- Opening Delimiter -

use crate::state::{AppMetrics, AppState};
use actix_web::{web, HttpResponse};
use serde_json::json;
use std::process;

pub async fn health_check(state: web::Data<AppState>) -> HttpResponse {
    let metrics = state.get_metrics_snapshot();
    let config = state.get_config();
    let library = config.audio_library();
    let audio_dir_available = library.is_available();

    HttpResponse::Ok().json(json!({
        "status": if audio_dir_available { "healthy" } else { "degraded" },
        "timestamp": chrono::Utc::now().to_rfc3339(),
        "uptime_seconds": state.get_uptime_seconds(),
        "service": {
            "name": env!("CARGO_PKG_NAME"),
            "version": env!("CARGO_PKG_VERSION"),
            "host": config.server.host,
            "port": config.server.port
        },
        "metrics": {
            "total_requests": metrics.request_count,
            "total_errors": metrics.error_count,
            "error_rate": metrics.error_rate(),
            "conversions": conversion_summary(&metrics, config.audio.target_sample_rate)
        },
        "audio": {
            "files_dir": library.base_dir().display().to_string(),
            "available": audio_dir_available,
            "target_sample_rate": config.audio.target_sample_rate,
            "encoding": "G.711 A-law"
        },
        "forwarding": {
            "url": config.forwarding.url,
            "timeout_secs": config.forwarding.timeout_secs
        },
        "memory": get_memory_info()
    }))
}

pub async fn detailed_metrics(state: web::Data<AppState>) -> HttpResponse {
    let metrics = state.get_metrics_snapshot();
    let config = state.get_config();
    let uptime_seconds = state.get_uptime_seconds();

    let endpoint_stats: Vec<_> = metrics
        .endpoint_metrics
        .iter()
        .map(|(endpoint, metric)| {
            json!({
                "endpoint": endpoint,
                "request_count": metric.request_count,
                "error_count": metric.error_count,
                "error_rate": metric.error_rate(),
                "average_duration_ms": metric.average_duration_ms(),
                "total_duration_ms": metric.total_duration_ms
            })
        })
        .collect();

    HttpResponse::Ok().json(json!({
        "timestamp": chrono::Utc::now().to_rfc3339(),
        "uptime_seconds": uptime_seconds,
        "overall": {
            "total_requests": metrics.request_count,
            "total_errors": metrics.error_count,
            "error_rate": metrics.error_rate(),
            "requests_per_second": if uptime_seconds > 0 {
                metrics.request_count as f64 / uptime_seconds as f64
            } else {
                0.0
            }
        },
        "conversions": conversion_summary(&metrics, config.audio.target_sample_rate),
        "endpoints": endpoint_stats,
        "memory": get_memory_info()
    }))
}

/// `output_rate` is the configured target rate; A-law is one byte per sample.
fn conversion_summary(metrics: &AppMetrics, output_rate: u32) -> serde_json::Value {
    let seconds_forwarded = match output_rate {
        0 => 0.0,
        rate => metrics.bytes_forwarded as f64 / rate as f64,
    };

    json!({
        "completed": metrics.conversions_completed,
        "failed": metrics.conversions_failed,
        "in_flight": metrics.in_flight,
        "bytes_forwarded": metrics.bytes_forwarded,
        "approx_seconds_forwarded": (seconds_forwarded * 10.0).round() / 10.0
    })
}

fn get_memory_info() -> serde_json::Value {
    #[cfg(target_os = "linux")]
    {
        let pid = process::id();
        if let Ok(status) = std::fs::read_to_string(format!("/proc/{}/status", pid)) {
            let field_bytes = |name: &str| {
                status
                    .lines()
                    .find(|line| line.starts_with(name))
                    .and_then(|line| line.split_whitespace().nth(1))
                    .and_then(|kb| kb.parse::<u64>().ok())
                    .map(|kb| kb * 1024)
                    .unwrap_or(0)
            };

            return json!({
                "resident_memory_bytes": field_bytes("VmRSS:"),
                "virtual_memory_bytes": field_bytes("VmSize:"),
                "available": true
            });
        }
    }

    json!({
        "resident_memory_bytes": 0,
        "virtual_memory_bytes": 0,
        "available": false,
        "note": format!("Memory info not available for process {}", process::id())
    })
}

#[cfg(test)]
mod tests {
    use super::*;

    #[test]
    fn test_seconds_forwarded_follows_output_rate() {
        let metrics = AppMetrics {
            bytes_forwarded: 32000,
            ..Default::default()
        };

        assert_eq!(conversion_summary(&metrics, 8000)["approx_seconds_forwarded"], 4.0);
        assert_eq!(conversion_summary(&metrics, 16000)["approx_seconds_forwarded"], 2.0);
        assert_eq!(conversion_summary(&metrics, 0)["approx_seconds_forwarded"], 0.0);
    }
}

- Closing Delimiter -

**AIM OF THE TASK**
Output each line of the listing above that has "Value".

**WORKED SOLUTION**
fn conversion_summary(metrics: &AppMetrics, output_rate: u32) -> serde_json::Value {
fn get_memory_info() -> serde_json::Value {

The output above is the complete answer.